Se tudo tiver corrido bem em casa, «em princípio eles ainda não têm aqueles pensamentos muito profundos, mais metafísicos, ou mais existenciais que têm por exemplo os miúdos adolescentes». 

Uma forma de quebrar a barreira do medo que algumas crianças podem sentir é, essencialmente, esclarecendo as suas dúvidas. Para esta pedopsiquiatra, é fundamental que os pais, utilizando palavras que os mais novos compreendam facilmente, «expliquem o que tudo isto quer dizer, o que é que quer dizer aquele valor 1,2, porque os miúdos percebem que, eventualmente, quanto menos as pessoas contaminarem os outros, mais garantias há para que as pessoas não apanhem a doença». Sentar-se com os filhos, ouvir as suas dúvidas, procurar na internet o que não sabem, ouvir as notícias para esclarecer as dúvidas, em conjunto, poderá ser um bom ponto de partida para desmistificar os receios das crianças e para lhes dar mais confiança. 
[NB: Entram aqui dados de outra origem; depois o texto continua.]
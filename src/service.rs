// Search aggregation: classify, consult the cache, fan out to every
// source concurrently, pick one winner per source, sort by price.

use std::sync::Arc;

use futures::stream::{FuturesUnordered, StreamExt};
use tracing::{debug, info, warn};

use crate::cache::ResultCache;
use crate::matcher::select_best;
use crate::model::{Listing, SearchOutcome, SearchReply};
use crate::query::{classify, Classified};
use crate::sources::RetailSource;

pub struct SearchService {
    sources: Vec<Arc<dyn RetailSource>>,
    cache: ResultCache,
    per_source_limit: usize,
}

impl SearchService {
    pub fn new(
        sources: Vec<Arc<dyn RetailSource>>,
        cache: ResultCache,
        per_source_limit: usize,
    ) -> Self {
        Self {
            sources,
            cache,
            per_source_limit,
        }
    }

    /// Answers a raw free-text query.
    ///
    /// Ambiguous queries return a hint without touching the cache or any
    /// source. Cache hits are returned verbatim. On a miss every source
    /// runs concurrently; a failed source contributes nothing and never
    /// aborts its siblings. The empty outcome is cached like a success so
    /// a query known to be fruitless does not fan out again within the
    /// TTL window.
    pub async fn search(&self, raw_query: &str) -> SearchReply {
        let (attrs, normalized) = match classify(raw_query) {
            Classified::Hint => return SearchReply::Hint,
            Classified::Query { attrs, normalized } => (attrs, normalized),
        };

        let cache_key = format!("v1::{}", normalized.trim().to_lowercase());
        if let Some(outcome) = self.cache.get(&cache_key) {
            debug!(key = %cache_key, "cache hit");
            return outcome.into();
        }

        info!(query = %normalized, sources = self.sources.len(), "dispatching search");

        let mut tasks: FuturesUnordered<_> = self
            .sources
            .iter()
            .map(|source| {
                let source = Arc::clone(source);
                let query = normalized.clone();
                let limit = self.per_source_limit;
                async move {
                    match source.search(&query, limit).await {
                        Ok(items) => Some(items),
                        Err(e) => {
                            warn!(source = source.name(), error = %e, "source failed");
                            None
                        }
                    }
                }
            })
            .collect();

        let mut winners: Vec<Listing> = Vec::new();
        while let Some(result) = tasks.next().await {
            let Some(mut items) = result else {
                continue;
            };
            if let Some(mut best) = select_best(&mut items, &attrs) {
                best.attrs = None;
                winners.push(best);
            }
        }

        if winners.is_empty() {
            self.cache.put(cache_key, SearchOutcome::Empty);
            return SearchReply::Empty;
        }

        winners.sort_by_key(|w| w.price.as_int().unwrap_or(u64::MAX));

        self.cache
            .put(cache_key, SearchOutcome::Found(winners.clone()));
        SearchReply::Found(winners)
    }
}

#[cfg(test)]
mod tests {
    use super::*;
    use crate::model::{PriceTag, SourceError};
    use std::sync::atomic::{AtomicUsize, Ordering};
    use std::time::Duration;

    struct StaticSource {
        name: &'static str,
        listings: Vec<Listing>,
        calls: AtomicUsize,
    }

    impl StaticSource {
        fn new(name: &'static str, listings: Vec<Listing>) -> Arc<Self> {
            Arc::new(Self {
                name,
                listings,
                calls: AtomicUsize::new(0),
            })
        }

        fn calls(&self) -> usize {
            self.calls.load(Ordering::SeqCst)
        }
    }

    #[async_trait::async_trait]
    impl RetailSource for StaticSource {
        fn name(&self) -> &'static str {
            self.name
        }

        async fn search(&self, _query: &str, _limit: usize) -> Result<Vec<Listing>, SourceError> {
            self.calls.fetch_add(1, Ordering::SeqCst);
            Ok(self.listings.clone())
        }
    }

    struct FailingSource {
        calls: AtomicUsize,
    }

    #[async_trait::async_trait]
    impl RetailSource for FailingSource {
        fn name(&self) -> &'static str {
            "Broken"
        }

        async fn search(&self, _query: &str, _limit: usize) -> Result<Vec<Listing>, SourceError> {
            self.calls.fetch_add(1, Ordering::SeqCst);
            Err(SourceError::Status(reqwest::StatusCode::BAD_GATEWAY))
        }
    }

    fn listing(shop: &str, title: &str, price: u64) -> Listing {
        Listing::new(
            shop,
            title.to_string(),
            PriceTag::Number(price),
            format!("https://{shop}/item"),
        )
    }

    fn service(sources: Vec<Arc<dyn RetailSource>>) -> SearchService {
        SearchService::new(
            sources,
            ResultCache::new(512, Duration::from_secs(300)),
            30,
        )
    }

    #[tokio::test]
    async fn winners_are_sorted_by_price_across_sources() {
        let a = StaticSource::new("A", vec![listing("A", "iPhone 16 256GB", 90_000)]);
        let b = StaticSource::new("B", vec![listing("B", "iPhone 16 256GB", 82_000)]);
        let sources: Vec<Arc<dyn RetailSource>> = vec![a, b];
        let svc = service(sources);

        match svc.search("iphone 16 256gb").await {
            SearchReply::Found(items) => {
                assert_eq!(items.len(), 2);
                assert_eq!(items[0].shop, "B");
                assert_eq!(items[1].shop, "A");
            }
            other => panic!("unexpected: {other:?}"),
        }
    }

    #[tokio::test]
    async fn equivalent_queries_share_one_cache_entry() {
        let source = StaticSource::new("A", vec![listing("A", "iPhone 16 Pro 256GB", 99_000)]);
        let sources: Vec<Arc<dyn RetailSource>> = vec![source.clone()];
        let svc = service(sources);

        assert!(matches!(
            svc.search("iphone16pro256gb").await,
            SearchReply::Found(_)
        ));
        assert!(matches!(
            svc.search("iPhone 16 Pro 256 GB").await,
            SearchReply::Found(_)
        ));
        assert_eq!(source.calls(), 1);
    }

    #[tokio::test]
    async fn failing_source_does_not_abort_the_others() {
        let broken: Arc<dyn RetailSource> = Arc::new(FailingSource {
            calls: AtomicUsize::new(0),
        });
        let healthy = StaticSource::new("A", vec![listing("A", "iPhone 16 256GB", 85_000)]);
        let sources: Vec<Arc<dyn RetailSource>> = vec![broken, healthy];
        let svc = service(sources);

        match svc.search("iphone 16 256gb").await {
            SearchReply::Found(items) => {
                assert_eq!(items.len(), 1);
                assert_eq!(items[0].shop, "A");
            }
            other => panic!("unexpected: {other:?}"),
        }
    }

    #[tokio::test]
    async fn fruitless_query_caches_the_empty_sentinel() {
        let source = StaticSource::new("A", vec![listing("A", "iPad Pro 11 M4 256GB", 99_000)]);
        let sources: Vec<Arc<dyn RetailSource>> = vec![source.clone()];
        let svc = service(sources);

        assert!(matches!(
            svc.search("iphone 16 256gb").await,
            SearchReply::Empty
        ));
        assert!(matches!(
            svc.search("iphone 16 256gb").await,
            SearchReply::Empty
        ));
        assert_eq!(source.calls(), 1);
    }

    #[tokio::test]
    async fn hint_short_circuits_before_any_source() {
        let source = StaticSource::new("A", vec![]);
        let sources: Vec<Arc<dyn RetailSource>> = vec![source.clone()];
        let svc = service(sources);

        assert!(matches!(svc.search("iphone").await, SearchReply::Hint));
        assert!(matches!(svc.search("x").await, SearchReply::Hint));
        assert_eq!(source.calls(), 0);
    }

    #[tokio::test]
    async fn winners_carry_no_internal_attributes() {
        let source = StaticSource::new("A", vec![listing("A", "iPhone 16 256GB", 85_000)]);
        let sources: Vec<Arc<dyn RetailSource>> = vec![source];
        let svc = service(sources);

        match svc.search("iphone 16 256gb").await {
            SearchReply::Found(items) => assert!(items[0].attrs.is_none()),
            other => panic!("unexpected: {other:?}"),
        }
    }
}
Além disso, os pais devem estar preparados em relação à situação de incerteza que se vive atualmente. Ou seja, «é importante que os pais não transmitam isso aos miúdos, mas os pais têm de saber viver com o imprevisível», explica Ana Vasconcelos. 
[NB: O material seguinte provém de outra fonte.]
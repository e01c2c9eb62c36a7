// MacApples search results.

use std::collections::HashSet;

use once_cell::sync::Lazy;
use reqwest::Client;
use scraper::{Html, Selector};
use tracing::warn;

use crate::model::{Listing, PriceTag, SourceError};
use crate::sources::{RetailSource, MAX_PAGES};

const BASE_URL: &str = "https://macapples.ru/search";
const SHOP: &str = "MacApples";

static CARD_SEL: Lazy<Selector> =
    Lazy::new(|| Selector::parse("div.single-product.grid-v.single-product-v2").unwrap());
static TITLE_SEL: Lazy<Selector> =
    Lazy::new(|| Selector::parse(r#".pro-title a[itemprop="name"][href]"#).unwrap());
static PRICE_SEL: Lazy<Selector> =
    Lazy::new(|| Selector::parse(r#"meta[itemprop="price"]"#).unwrap());

pub struct MacApples {
    client: Client,
}

impl MacApples {
    pub fn new(client: Client) -> Self {
        Self { client }
    }

    fn parse_page(html: &str) -> Vec<Listing> {
        let document = Html::parse_document(html);
        let mut listings = Vec::new();

        for card in document.select(&CARD_SEL) {
            let Some(title_node) = card.select(&TITLE_SEL).next() else {
                continue;
            };
            let title = title_node.text().collect::<String>().trim().to_string();
            let href = title_node.value().attr("href").unwrap_or("");
            let url = format!("https://macapples.ru/{}", href.trim_start_matches('/'));

            let Some(price) = card
                .select(&PRICE_SEL)
                .next()
                .and_then(|n| n.value().attr("content"))
                .and_then(|c| c.parse::<f64>().ok())
                .map(|p| p as u64)
            else {
                continue;
            };

            listings.push(Listing::new(SHOP, title, PriceTag::Number(price), url));
        }

        listings
    }
}

#[async_trait::async_trait]
impl RetailSource for MacApples {
    fn name(&self) -> &'static str {
        SHOP
    }

    async fn search(&self, query: &str, limit: usize) -> Result<Vec<Listing>, SourceError> {
        let mut results: Vec<Listing> = Vec::new();
        let mut seen: HashSet<String> = HashSet::new();
        let mut page: u32 = 1;

        while results.len() < limit && page <= MAX_PAGES {
            let page_param = page.to_string();
            let response = self
                .client
                .get(BASE_URL)
                .query(&[("query", query), ("page", page_param.as_str())])
                .send()
                .await?;

            if !response.status().is_success() {
                if results.is_empty() {
                    return Err(SourceError::Status(response.status()));
                }
                warn!(shop = SHOP, status = %response.status(), "dropping remaining pages");
                break;
            }

            let body = response.text().await?;
            let cards = Self::parse_page(&body);
            if cards.is_empty() {
                break;
            }

            for card in cards {
                if results.len() >= limit {
                    break;
                }
                if !seen.insert(card.url.clone()) {
                    continue;
                }
                results.push(card);
            }

            page += 1;
        }

        Ok(results)
    }
}
// Noise filtering: accessory/repair/used listings never qualify.

use once_cell::sync::Lazy;
use regex::Regex;

use crate::extractor::dictionaries::STOP_WORDS;
use crate::extractor::normalize_text;

static STOPWORD_PATTERNS: Lazy<Vec<Regex>> = Lazy::new(|| {
    STOP_WORDS
        .iter()
        .map(|w| {
            let word = normalize_text(w);
            Regex::new(&format!(r"\b{}\b", regex::escape(&word))).unwrap()
        })
        .collect()
});

/// Word-boundary match of the noise vocabulary against normalized text.
pub fn contains_stopwords(text: &str) -> bool {
    let text = normalize_text(text);
    STOPWORD_PATTERNS.iter().any(|p| p.is_match(&text))
}

#[cfg(test)]
mod tests {
    use super::*;

    #[test]
    fn accessory_titles_are_noise() {
        assert!(contains_stopwords("Чехол для iPhone 16 Pro"));
        assert!(contains_stopwords("Silicone Case iPhone 15"));
        assert!(contains_stopwords("Ремонт iPad Air, замена дисплея"));
    }

    #[test]
    fn used_listings_are_noise() {
        assert!(contains_stopwords("iPhone 14 128gb б/у"));
        assert!(contains_stopwords("MacBook Air M1 refurbished"));
    }

    #[test]
    fn device_titles_pass() {
        assert!(!contains_stopwords("iPhone 16 Pro Max 256GB Desert Titanium"));
        assert!(!contains_stopwords("MacBook Air M2 13 512GB Midnight"));
    }
}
Existe ainda a questão do distanciamento social que pode, por momentos, transparecer a perda de relações. No entanto, diz Ana Vasconcelos, «não tem de haver distanciamento social, tem de haver é distanciamento físico, tem de haver muito mais aproximação social e a aproximação social tem de ser feita através das redes, da telescola, da relação com os amigos, de os próprios pais porem os miúdos a falar pelas redes uns com os outros, com a devida supervisão, claro». O toque e o cheiro, por exemplo, são elementos fundamentais e necessários, mas «a aproximação social faz-se através da aproximação afetiva e essa é feita pelo coração». 
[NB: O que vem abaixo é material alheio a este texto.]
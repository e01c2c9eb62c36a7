// Techmart search results (OpenCart storefront).

use std::collections::HashSet;

use once_cell::sync::Lazy;
use reqwest::Client;
use scraper::{Html, Selector};
use tracing::warn;

use crate::model::{Listing, PriceTag, SourceError};
use crate::sources::{digits, RetailSource, MAX_PAGES};

const BASE_URL: &str = "https://techmart.ru/index.php";
const SHOP: &str = "Techmart";

static CARD_SEL: Lazy<Selector> =
    Lazy::new(|| Selector::parse("#productlist div.product__item").unwrap());
static TITLE_SEL: Lazy<Selector> =
    Lazy::new(|| Selector::parse("a.product__title[href]").unwrap());
static PRICE_SEL: Lazy<Selector> = Lazy::new(|| Selector::parse("p.product__price").unwrap());

pub struct Techmart {
    client: Client,
}

impl Techmart {
    pub fn new(client: Client) -> Self {
        Self { client }
    }

    // Sync on purpose: `Html` is not Send and must not live across awaits.
    fn parse_page(html: &str) -> Vec<Listing> {
        let document = Html::parse_document(html);
        let mut listings = Vec::new();

        for card in document.select(&CARD_SEL) {
            let Some(title_node) = card.select(&TITLE_SEL).next() else {
                continue;
            };
            let title = title_node.text().collect::<String>().trim().to_string();
            let url = title_node.value().attr("href").unwrap_or("").to_string();

            let Some(price_node) = card.select(&PRICE_SEL).next() else {
                continue;
            };
            let Some(price) = digits(&price_node.text().collect::<String>()) else {
                continue;
            };

            listings.push(Listing::new(SHOP, title, PriceTag::Number(price), url));
        }

        listings
    }
}

#[async_trait::async_trait]
impl RetailSource for Techmart {
    fn name(&self) -> &'static str {
        SHOP
    }

    async fn search(&self, query: &str, limit: usize) -> Result<Vec<Listing>, SourceError> {
        let mut results: Vec<Listing> = Vec::new();
        let mut seen: HashSet<String> = HashSet::new();
        let mut page: u32 = 1;

        while results.len() < limit && page <= MAX_PAGES {
            let page_param = page.to_string();
            let response = self
                .client
                .get(BASE_URL)
                .query(&[
                    ("route", "product/search"),
                    ("search", query),
                    ("page", page_param.as_str()),
                ])
                .send()
                .await?;

            if !response.status().is_success() {
                if results.is_empty() {
                    return Err(SourceError::Status(response.status()));
                }
                warn!(shop = SHOP, status = %response.status(), "dropping remaining pages");
                break;
            }

            let body = response.text().await?;
            let cards = Self::parse_page(&body);
            if cards.is_empty() {
                break;
            }

            for card in cards {
                if results.len() >= limit {
                    break;
                }
                if !seen.insert(card.url.clone()) {
                    continue;
                }
                results.push(card);
            }

            page += 1;
        }

        Ok(results)
    }
}

#[cfg(test)]
mod tests {
    use super::*;

    #[test]
    fn parses_cards_with_title_and_price() {
        let html = r#"
            <div id="productlist">
              <div class="product__item">
                <a class="product__title" href="/iphone-16-pro">iPhone 16 Pro 256GB</a>
                <p class="product__price">105 990 ₽</p>
              </div>
              <div class="product__item">
                <a class="product__title" href="/no-price">iPhone 16</a>
              </div>
            </div>
        "#;
        let listings = Techmart::parse_page(html);
        assert_eq!(listings.len(), 1);
        assert_eq!(listings[0].shop, "Techmart");
        assert_eq!(listings[0].title, "iPhone 16 Pro 256GB");
        assert_eq!(listings[0].price, PriceTag::Number(105_990));
        assert_eq!(listings[0].url, "/iphone-16-pro");
    }

    #[test]
    fn empty_page_yields_no_listings() {
        assert!(Techmart::parse_page("<html><body></body></html>").is_empty());
    }
}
Ana Vasconcelos tem dado as consultas habituais à distância e segue, sobretudo, crianças com autismo. E, neste contexto, explica, as crianças que, de um ponto de vista são mais frágeis, ou têm dificuldades de integração na escola, por exemplo, «no fundo, estão muito bem, porque têm os pais ao pé». «Muitos deles tinham dificuldades de adaptação à escola por vários motivos e sentem-se muito mais resguardados», explica. Além disso, a pedopsiquiatra avança que, «curiosamente, muitas das hiperatividades de que se fala aí são reações de dificuldade de adaptação ao meio escolar, porque os miúdos estão muito melhor e, em muitos casos, estão a deixar de tomar a Ritalina em casa porque não precisam».